Stored data:
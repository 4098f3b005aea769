use std::fs::File;
use std::io::Read;
use std::path::Path;
use toml::Value;
use tracing::debug;
use crate::error::ConfigError;
use crate::scenario::ScenarioConfig;

/// Ordered stack of configuration documents. Later layers override earlier ones: tables are merged
/// key by key, any other value (including arrays) is replaced.
#[derive(Clone,Debug)]
pub struct ConfigLayers {
    layers:Vec<(String,Value)>,
}

impl ConfigLayers {

    /// empty stack. Missing keys fall back to the serde defaults on resolve
    pub fn new() -> Self {
        Self {
            layers: vec![],
        }
    }

    /// stack starting with the built-in defaults
    pub fn with_defaults() -> Result<Self,ConfigError> {
        let mut l = Self::new();
        l.layers.push((String::from("defaults"),Value::try_from(ScenarioConfig::default())?));
        Ok(l)
    }

    pub fn push_str(&mut self,source:&str,text:&str) -> Result<&mut Self,ConfigError> {
        let v:Value = toml::from_str(text)?;
        self.layers.push((source.to_string(),v));
        Ok(self)
    }

    pub fn push_file(&mut self,path:&Path) -> Result<&mut Self,ConfigError> {
        let mut f = File::open(path)?;
        let mut s = String::new();
        f.read_to_string(&mut s)?;
        self.push_str(&path.to_string_lossy(),&s)
    }

    /// single dotted.key=value override, as given on a command line. Values that are not valid toml
    /// are taken as strings
    pub fn push_override(&mut self,assignment:&str) -> Result<&mut Self,ConfigError> {
        let (key,raw) = assignment.split_once('=').ok_or(ConfigError::BadOverride(assignment.to_string()))?;
        let key = key.trim();
        if key.is_empty() || key.split('.').any(|k| k.is_empty()) {
            return Err(ConfigError::BadOverride(assignment.to_string()));
        }
        let value = match toml::from_str::<Value>(&format!("v = {}",raw.trim())) {
            Ok(Value::Table(mut t)) => t.remove("v").unwrap_or(Value::String(raw.trim().to_string())),
            _ => Value::String(raw.trim().to_string())
        };
        let nested = key.rsplit('.').fold(value,|acc,k| {
            let mut t = toml::value::Table::new();
            t.insert(k.to_string(),acc);
            Value::Table(t)
        });
        self.layers.push((format!("override {}",key),nested));
        Ok(self)
    }

    pub fn len(&self) -> usize {
        self.layers.len()
    }

    pub fn is_empty(&self) -> bool {
        self.layers.is_empty()
    }

    /// merged document before deserialization
    pub fn merged(&self) -> Value {
        let mut base = Value::Table(toml::value::Table::new());
        for (source,layer) in self.layers.iter() {
            debug!("merging configuration layer {}",source);
            merge(&mut base,layer.clone());
        }
        base
    }

    /// merge every layer and validate the result
    pub fn resolve(&self) -> Result<ScenarioConfig,ConfigError> {
        let config:ScenarioConfig = self.merged().try_into()?;
        config.validate()?;
        Ok(config)
    }
}

impl Default for ConfigLayers {
    fn default() -> Self {
        Self::new()
    }
}

fn merge(base:&mut Value,over:Value) {
    match (base,over) {
        (Value::Table(b),Value::Table(o)) => {
            for (k,v) in o {
                match b.get_mut(&k) {
                    Some(existing) => merge(existing,v),
                    None => {b.insert(k,v);}
                }
            }
        }
        (b,o) => *b = o,
    }
}

#[cfg(test)]
mod tests {
    use super::*;
    use crate::scenario::{SamplerConfig, NufftBackend};

    #[test]
    fn later_layers_win() {
        let mut l = ConfigLayers::with_defaults().unwrap();
        l.push_str("scenario","name = \"a\"\n[sim_conf]\nshape = [8, 8, 4]\nfov_mm = [8.0, 8.0, 4.0]\n[sim_conf.seq]\nTR = 20\nTE = 10\n").unwrap();
        l.push_override("sim_conf.seq.TE=12").unwrap();
        l.push_override("name=b").unwrap();
        let c = l.resolve().unwrap();
        assert_eq!(c.name,"b");
        assert_eq!(c.sim_conf.seq.tr_ms,20.0);
        assert_eq!(c.sim_conf.seq.te_ms,12.0);
        // untouched keys keep their defaults
        assert_eq!(c.sim_conf.seq.fa_deg,15.0);
        assert_eq!(c.sim_conf.hardware.n_coils,8);
        assert_eq!(c.sim_conf.dims(),[8,8,4]);
    }

    #[test]
    fn variant_switch_in_override() {
        let mut l = ConfigLayers::with_defaults().unwrap();
        l.push_str("scenario","[sampler]\nkind = \"cartesian\"\n[engine]\nnufft_backend = \"fft\"\n").unwrap();
        let c = l.resolve().unwrap();
        assert_eq!(c.sampler,SamplerConfig::Cartesian{accel:1});
        assert_eq!(c.engine.nufft_backend,NufftBackend::Fft);
    }

    #[test]
    fn resolve_validates() {
        let mut l = ConfigLayers::with_defaults().unwrap();
        l.push_override("sim_conf.shape=[64, 64]").unwrap();
        assert!(matches!(l.resolve(),Err(ConfigError::ShapeFovMismatch{..})));
        assert!(matches!(l.push_override("no_equals_sign"),Err(ConfigError::BadOverride(_))));
    }

    #[test]
    fn reads_layer_files() {
        let dir = tempfile::tempdir().unwrap();
        let p = dir.path().join("scenario.toml");
        std::fs::write(&p,"[engine]\nn_jobs = 3\n").unwrap();
        let mut l = ConfigLayers::with_defaults().unwrap();
        l.push_file(&p).unwrap();
        assert_eq!(l.len(),2);
        assert_eq!(l.resolve().unwrap().engine.n_jobs,3);
    }
}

Task to carry out:
Find the line with "for (k,v) in" in the entries above. Retype it and each line after it, exactly, through the line with "assert_eq!(c.sim_conf.seq.tr_ms,20.0);", and stop there.

Result below:
            for (k,v) in o {
                match b.get_mut(&k) {
                    Some(existing) => merge(existing,v),
                    None => {b.insert(k,v);}
                }
            }
        }
        (b,o) => *b = o,
    }
}

#[cfg(test)]
mod tests {
    use super::*;
    use crate::scenario::{SamplerConfig, NufftBackend};

    #[test]
    fn later_layers_win() {
        let mut l = ConfigLayers::with_defaults().unwrap();
        l.push_str("scenario","name = \"a\"\n[sim_conf]\nshape = [8, 8, 4]\nfov_mm = [8.0, 8.0, 4.0]\n[sim_conf.seq]\nTR = 20\nTE = 10\n").unwrap();
        l.push_override("sim_conf.seq.TE=12").unwrap();
        l.push_override("name=b").unwrap();
        let c = l.resolve().unwrap();
        assert_eq!(c.name,"b");
        assert_eq!(c.sim_conf.seq.tr_ms,20.0);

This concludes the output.